Collected data entries
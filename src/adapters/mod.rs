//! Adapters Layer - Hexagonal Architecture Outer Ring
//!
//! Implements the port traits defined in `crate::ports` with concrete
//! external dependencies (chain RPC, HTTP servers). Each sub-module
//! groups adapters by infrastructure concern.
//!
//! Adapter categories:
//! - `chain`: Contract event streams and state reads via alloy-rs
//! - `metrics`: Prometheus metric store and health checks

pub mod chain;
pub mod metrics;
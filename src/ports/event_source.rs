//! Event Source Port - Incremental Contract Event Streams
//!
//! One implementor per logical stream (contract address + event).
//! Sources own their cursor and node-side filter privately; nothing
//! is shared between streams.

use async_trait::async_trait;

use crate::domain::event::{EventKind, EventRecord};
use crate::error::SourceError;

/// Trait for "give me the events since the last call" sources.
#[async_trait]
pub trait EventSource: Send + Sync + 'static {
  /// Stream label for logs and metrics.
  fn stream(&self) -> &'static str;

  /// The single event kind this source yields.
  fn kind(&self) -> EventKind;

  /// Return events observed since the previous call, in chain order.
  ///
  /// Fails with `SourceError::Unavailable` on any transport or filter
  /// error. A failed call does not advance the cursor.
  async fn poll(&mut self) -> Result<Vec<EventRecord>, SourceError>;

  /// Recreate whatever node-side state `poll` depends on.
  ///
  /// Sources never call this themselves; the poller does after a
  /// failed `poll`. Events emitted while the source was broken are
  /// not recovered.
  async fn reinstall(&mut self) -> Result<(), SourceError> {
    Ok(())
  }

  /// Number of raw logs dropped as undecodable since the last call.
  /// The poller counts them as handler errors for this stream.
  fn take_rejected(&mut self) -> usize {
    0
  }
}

==

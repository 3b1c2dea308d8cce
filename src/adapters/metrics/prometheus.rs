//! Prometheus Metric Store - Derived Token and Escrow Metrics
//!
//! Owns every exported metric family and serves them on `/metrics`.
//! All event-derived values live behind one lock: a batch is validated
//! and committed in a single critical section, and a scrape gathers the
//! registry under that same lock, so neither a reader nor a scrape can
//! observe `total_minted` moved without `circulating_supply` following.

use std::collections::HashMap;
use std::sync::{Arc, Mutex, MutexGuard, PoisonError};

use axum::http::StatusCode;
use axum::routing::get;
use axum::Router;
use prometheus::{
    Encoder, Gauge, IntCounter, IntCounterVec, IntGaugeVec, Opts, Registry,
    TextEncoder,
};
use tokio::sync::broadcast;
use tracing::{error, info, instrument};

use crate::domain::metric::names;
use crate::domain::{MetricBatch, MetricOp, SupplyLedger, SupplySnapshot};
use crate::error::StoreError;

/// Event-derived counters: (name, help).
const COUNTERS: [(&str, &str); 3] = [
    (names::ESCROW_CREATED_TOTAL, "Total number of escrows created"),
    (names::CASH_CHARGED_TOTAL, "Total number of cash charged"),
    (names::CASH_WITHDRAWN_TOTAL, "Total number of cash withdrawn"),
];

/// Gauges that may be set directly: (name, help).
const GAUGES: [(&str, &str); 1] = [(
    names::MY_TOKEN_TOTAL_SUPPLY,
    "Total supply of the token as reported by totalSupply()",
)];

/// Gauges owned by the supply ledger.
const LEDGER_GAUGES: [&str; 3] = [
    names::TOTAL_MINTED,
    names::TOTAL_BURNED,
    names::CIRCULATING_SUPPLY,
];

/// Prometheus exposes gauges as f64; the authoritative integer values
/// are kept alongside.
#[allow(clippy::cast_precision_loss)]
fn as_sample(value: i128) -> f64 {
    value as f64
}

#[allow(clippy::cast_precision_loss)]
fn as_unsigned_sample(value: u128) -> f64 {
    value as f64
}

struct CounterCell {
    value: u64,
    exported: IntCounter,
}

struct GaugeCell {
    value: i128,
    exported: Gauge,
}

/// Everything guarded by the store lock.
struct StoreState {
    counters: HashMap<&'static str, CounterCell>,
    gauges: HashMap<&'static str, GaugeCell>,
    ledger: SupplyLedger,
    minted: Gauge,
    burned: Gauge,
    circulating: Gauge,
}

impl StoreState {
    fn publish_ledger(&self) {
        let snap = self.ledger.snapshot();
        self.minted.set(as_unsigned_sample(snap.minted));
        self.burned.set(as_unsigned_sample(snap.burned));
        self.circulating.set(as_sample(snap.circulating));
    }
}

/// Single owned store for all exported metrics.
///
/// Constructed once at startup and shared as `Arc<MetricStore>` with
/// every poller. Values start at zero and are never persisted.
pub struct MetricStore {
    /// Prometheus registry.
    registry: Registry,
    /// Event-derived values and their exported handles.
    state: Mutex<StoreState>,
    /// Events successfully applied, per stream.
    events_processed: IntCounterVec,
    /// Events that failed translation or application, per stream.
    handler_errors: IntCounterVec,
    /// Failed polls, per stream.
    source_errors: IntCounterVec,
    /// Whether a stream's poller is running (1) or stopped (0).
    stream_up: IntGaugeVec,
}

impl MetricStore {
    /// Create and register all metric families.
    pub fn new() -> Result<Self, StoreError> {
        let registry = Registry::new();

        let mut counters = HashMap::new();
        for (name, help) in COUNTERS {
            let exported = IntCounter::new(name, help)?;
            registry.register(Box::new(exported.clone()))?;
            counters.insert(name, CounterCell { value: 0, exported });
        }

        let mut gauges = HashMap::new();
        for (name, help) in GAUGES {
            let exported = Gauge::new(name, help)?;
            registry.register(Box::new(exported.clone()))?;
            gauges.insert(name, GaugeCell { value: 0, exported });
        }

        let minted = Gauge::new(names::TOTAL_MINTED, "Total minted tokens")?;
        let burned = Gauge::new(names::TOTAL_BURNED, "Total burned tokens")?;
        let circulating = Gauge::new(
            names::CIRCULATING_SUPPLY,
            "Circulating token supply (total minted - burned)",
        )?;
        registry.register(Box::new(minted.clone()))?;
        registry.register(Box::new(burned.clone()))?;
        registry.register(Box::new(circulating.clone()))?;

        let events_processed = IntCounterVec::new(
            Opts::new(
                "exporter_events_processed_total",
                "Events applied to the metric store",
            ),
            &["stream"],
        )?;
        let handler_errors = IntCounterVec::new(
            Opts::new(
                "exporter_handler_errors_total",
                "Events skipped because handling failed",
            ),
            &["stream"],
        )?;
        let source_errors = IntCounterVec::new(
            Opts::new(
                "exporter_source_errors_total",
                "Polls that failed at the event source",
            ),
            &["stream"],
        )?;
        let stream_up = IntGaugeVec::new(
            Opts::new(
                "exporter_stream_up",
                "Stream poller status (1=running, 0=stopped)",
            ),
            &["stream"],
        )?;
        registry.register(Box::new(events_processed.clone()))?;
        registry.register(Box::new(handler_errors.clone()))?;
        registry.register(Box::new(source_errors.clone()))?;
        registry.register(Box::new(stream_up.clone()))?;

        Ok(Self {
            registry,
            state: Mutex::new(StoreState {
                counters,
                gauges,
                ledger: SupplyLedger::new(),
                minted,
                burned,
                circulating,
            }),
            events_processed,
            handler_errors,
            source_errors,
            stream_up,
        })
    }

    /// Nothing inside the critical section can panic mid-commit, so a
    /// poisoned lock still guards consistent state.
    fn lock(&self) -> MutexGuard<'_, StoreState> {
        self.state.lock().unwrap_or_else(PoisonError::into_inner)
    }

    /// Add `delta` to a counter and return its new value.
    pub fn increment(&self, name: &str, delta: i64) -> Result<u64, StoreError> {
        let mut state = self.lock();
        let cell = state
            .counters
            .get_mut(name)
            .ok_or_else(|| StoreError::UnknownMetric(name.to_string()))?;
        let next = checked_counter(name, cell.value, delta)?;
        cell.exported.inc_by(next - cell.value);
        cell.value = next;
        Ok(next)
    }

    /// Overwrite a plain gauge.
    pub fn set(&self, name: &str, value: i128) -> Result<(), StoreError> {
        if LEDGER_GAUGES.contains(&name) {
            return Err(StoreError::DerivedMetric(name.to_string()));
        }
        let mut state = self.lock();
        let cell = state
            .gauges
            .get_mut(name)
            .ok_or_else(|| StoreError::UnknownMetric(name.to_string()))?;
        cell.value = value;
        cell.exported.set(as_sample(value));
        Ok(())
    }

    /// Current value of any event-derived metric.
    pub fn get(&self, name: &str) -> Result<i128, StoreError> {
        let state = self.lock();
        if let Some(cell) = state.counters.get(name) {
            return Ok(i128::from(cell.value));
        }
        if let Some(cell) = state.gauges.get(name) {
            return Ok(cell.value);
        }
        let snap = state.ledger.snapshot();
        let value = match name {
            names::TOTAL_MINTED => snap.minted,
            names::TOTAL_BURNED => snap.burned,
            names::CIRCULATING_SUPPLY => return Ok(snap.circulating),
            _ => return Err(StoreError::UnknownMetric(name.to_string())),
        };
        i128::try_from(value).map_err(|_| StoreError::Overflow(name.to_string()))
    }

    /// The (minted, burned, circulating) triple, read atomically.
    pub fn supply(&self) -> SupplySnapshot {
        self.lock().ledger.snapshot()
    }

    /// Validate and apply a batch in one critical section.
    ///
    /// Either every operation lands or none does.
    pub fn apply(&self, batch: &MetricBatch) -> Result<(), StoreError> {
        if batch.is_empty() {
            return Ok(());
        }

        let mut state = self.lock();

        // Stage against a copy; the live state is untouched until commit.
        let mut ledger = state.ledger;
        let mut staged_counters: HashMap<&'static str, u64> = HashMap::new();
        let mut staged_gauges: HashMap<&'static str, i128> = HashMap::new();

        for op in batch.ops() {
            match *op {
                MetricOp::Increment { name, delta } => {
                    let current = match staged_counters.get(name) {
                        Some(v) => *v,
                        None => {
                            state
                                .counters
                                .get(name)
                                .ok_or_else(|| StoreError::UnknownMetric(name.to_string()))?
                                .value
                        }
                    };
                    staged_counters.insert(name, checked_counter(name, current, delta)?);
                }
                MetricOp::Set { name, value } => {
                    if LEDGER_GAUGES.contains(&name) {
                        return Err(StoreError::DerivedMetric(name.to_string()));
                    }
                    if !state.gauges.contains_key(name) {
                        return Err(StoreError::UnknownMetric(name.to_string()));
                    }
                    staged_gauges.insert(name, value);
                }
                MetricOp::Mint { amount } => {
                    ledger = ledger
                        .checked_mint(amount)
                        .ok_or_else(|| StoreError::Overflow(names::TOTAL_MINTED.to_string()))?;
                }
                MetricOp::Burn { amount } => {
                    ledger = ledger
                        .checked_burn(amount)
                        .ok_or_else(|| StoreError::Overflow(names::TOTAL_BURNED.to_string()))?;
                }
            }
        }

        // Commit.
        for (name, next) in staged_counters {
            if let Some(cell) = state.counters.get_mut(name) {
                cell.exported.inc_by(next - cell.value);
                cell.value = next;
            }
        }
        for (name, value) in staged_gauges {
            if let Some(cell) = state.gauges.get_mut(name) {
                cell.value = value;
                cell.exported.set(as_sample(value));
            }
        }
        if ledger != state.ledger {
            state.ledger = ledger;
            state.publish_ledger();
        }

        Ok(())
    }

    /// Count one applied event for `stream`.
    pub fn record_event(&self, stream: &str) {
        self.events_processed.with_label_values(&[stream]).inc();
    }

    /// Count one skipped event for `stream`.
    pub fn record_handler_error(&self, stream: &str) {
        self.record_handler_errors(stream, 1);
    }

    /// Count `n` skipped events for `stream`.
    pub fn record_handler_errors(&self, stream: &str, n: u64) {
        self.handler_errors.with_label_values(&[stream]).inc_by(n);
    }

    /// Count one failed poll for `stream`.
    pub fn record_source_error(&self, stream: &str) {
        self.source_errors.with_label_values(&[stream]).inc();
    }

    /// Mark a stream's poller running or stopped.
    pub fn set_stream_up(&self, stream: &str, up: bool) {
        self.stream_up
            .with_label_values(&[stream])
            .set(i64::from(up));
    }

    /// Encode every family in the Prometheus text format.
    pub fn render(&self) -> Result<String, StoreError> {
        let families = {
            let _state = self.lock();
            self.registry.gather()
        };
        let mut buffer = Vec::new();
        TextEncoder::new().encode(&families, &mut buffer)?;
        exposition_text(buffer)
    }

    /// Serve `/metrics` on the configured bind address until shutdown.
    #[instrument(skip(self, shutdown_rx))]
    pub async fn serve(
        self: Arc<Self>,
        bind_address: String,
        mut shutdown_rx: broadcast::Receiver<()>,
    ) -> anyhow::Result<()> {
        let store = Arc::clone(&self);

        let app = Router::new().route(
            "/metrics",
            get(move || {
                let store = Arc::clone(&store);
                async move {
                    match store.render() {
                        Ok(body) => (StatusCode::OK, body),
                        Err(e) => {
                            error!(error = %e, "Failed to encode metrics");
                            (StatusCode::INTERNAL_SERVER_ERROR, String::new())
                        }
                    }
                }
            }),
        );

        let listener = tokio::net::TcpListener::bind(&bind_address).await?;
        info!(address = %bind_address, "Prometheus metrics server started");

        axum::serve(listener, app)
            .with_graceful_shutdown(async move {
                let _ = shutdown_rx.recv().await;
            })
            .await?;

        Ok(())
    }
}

#### Exercise directions
All that is wanted is a faithful reproduction of the line above with "filename src/adapters/mod.rs", the line with "filename src/ports/event_source.rs", and every line in between.

#### Exercise output
filename src/adapters/mod.rs
//! Adapters Layer - Hexagonal Architecture Outer Ring
//!
//! Implements the port traits defined in `crate::ports` with concrete
//! external dependencies (chain RPC, HTTP servers). Each sub-module
//! groups adapters by infrastructure concern.
//!
//! Adapter categories:
//! - `chain`: Contract event streams and state reads via alloy-rs
//! - `metrics`: Prometheus metric store and health checks

pub mod chain;
pub mod metrics;
filename src/ports/event_source.rs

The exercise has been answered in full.